* **What the task requires**
Count the lines in the listing below that contain the word "bound" and report that number alone.

* **Records provided**
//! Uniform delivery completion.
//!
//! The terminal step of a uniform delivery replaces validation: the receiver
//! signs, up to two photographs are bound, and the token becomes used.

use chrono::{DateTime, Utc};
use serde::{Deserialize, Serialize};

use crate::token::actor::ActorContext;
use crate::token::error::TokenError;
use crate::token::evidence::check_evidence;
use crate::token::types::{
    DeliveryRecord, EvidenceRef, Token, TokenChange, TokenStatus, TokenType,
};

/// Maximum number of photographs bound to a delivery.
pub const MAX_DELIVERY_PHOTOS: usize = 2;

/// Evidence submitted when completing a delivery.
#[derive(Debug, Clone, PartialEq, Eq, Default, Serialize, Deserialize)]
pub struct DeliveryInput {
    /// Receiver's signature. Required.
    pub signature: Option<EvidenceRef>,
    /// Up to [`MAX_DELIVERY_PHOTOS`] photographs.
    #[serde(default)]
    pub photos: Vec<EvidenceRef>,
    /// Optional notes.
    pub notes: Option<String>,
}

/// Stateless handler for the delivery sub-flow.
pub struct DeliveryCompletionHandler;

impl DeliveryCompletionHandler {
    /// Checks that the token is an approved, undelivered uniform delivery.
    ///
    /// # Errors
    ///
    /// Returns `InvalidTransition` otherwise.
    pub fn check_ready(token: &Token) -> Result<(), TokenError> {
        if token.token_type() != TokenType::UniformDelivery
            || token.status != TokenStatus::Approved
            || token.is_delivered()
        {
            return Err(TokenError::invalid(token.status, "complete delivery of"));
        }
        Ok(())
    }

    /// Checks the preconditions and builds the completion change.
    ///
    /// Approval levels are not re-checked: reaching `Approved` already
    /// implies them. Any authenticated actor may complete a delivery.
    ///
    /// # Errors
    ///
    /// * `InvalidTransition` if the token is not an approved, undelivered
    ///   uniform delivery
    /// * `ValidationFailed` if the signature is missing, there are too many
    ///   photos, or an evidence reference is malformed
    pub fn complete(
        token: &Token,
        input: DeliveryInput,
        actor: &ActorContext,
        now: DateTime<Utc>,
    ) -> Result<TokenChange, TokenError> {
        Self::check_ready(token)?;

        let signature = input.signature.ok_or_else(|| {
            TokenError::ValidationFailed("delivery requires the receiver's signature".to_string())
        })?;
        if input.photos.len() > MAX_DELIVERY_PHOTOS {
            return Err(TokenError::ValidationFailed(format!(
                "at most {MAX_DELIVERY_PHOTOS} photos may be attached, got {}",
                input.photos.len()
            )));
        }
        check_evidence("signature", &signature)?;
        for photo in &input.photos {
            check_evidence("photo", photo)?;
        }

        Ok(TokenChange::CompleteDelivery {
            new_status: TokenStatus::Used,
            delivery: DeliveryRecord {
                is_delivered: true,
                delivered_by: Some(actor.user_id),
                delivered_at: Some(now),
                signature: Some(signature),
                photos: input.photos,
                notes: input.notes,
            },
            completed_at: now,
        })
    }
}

...

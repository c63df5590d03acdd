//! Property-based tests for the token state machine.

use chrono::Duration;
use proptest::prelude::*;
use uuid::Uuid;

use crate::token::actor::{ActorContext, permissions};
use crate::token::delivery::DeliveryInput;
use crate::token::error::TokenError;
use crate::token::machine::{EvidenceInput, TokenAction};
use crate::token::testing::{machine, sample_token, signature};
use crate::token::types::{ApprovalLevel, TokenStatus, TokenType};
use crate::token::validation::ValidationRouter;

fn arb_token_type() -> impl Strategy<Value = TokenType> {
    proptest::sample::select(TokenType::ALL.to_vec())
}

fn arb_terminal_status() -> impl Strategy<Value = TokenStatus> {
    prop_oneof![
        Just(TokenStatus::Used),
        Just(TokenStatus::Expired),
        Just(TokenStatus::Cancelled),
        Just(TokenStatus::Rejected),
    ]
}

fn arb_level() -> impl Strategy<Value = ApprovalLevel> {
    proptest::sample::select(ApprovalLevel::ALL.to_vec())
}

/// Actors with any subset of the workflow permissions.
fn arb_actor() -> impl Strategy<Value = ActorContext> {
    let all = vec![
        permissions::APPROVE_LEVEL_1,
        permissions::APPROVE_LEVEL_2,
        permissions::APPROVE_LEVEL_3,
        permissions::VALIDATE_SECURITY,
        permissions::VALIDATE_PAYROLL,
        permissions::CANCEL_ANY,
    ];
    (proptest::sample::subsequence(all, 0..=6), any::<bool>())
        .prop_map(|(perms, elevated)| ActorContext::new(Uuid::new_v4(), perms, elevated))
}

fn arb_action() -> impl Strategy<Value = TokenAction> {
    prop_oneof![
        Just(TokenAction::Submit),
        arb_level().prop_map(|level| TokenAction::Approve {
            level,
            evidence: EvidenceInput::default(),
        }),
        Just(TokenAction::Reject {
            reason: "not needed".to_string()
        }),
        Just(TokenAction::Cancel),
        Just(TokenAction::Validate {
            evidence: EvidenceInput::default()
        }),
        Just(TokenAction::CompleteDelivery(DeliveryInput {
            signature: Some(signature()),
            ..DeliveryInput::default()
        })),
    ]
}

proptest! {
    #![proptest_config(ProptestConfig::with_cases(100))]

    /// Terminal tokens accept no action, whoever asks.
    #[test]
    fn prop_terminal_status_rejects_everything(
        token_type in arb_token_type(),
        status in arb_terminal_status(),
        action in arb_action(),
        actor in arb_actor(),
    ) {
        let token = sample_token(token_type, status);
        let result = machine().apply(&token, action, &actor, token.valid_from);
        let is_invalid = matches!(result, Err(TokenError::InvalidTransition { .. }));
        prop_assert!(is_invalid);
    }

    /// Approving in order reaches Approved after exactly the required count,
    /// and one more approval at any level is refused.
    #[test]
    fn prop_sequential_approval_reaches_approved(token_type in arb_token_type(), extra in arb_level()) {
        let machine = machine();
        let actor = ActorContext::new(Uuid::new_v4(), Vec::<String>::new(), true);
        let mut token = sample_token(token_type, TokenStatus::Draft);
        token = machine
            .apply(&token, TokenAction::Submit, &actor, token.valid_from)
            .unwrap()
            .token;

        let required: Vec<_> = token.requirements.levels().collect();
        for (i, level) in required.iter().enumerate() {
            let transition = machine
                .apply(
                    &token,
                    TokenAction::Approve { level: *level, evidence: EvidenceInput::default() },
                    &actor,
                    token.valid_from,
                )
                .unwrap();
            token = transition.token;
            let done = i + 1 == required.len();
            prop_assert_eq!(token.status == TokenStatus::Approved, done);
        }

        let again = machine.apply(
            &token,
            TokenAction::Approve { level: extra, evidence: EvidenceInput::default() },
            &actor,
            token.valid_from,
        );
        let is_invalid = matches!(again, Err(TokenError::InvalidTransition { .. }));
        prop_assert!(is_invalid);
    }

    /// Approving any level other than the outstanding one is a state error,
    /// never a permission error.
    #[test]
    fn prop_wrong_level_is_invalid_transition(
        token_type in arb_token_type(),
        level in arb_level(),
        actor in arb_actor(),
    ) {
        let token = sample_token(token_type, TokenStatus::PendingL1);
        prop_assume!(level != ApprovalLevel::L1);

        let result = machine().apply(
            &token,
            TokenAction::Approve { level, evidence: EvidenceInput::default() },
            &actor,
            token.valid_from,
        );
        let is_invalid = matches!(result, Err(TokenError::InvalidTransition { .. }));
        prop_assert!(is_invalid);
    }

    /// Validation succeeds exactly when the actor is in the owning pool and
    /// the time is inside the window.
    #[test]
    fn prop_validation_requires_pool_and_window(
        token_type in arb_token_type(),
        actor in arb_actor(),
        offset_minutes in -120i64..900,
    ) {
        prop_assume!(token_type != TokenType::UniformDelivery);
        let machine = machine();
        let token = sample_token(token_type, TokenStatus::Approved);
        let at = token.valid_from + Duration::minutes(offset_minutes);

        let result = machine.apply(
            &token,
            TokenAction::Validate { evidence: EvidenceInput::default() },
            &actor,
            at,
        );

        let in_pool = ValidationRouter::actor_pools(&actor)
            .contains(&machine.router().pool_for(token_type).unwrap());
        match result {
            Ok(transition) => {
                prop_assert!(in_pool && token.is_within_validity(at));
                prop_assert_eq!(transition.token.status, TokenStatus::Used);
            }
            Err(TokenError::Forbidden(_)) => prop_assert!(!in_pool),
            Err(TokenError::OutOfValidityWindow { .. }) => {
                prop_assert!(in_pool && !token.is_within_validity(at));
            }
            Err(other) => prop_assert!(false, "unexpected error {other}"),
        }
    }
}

* **Answer to this task**
2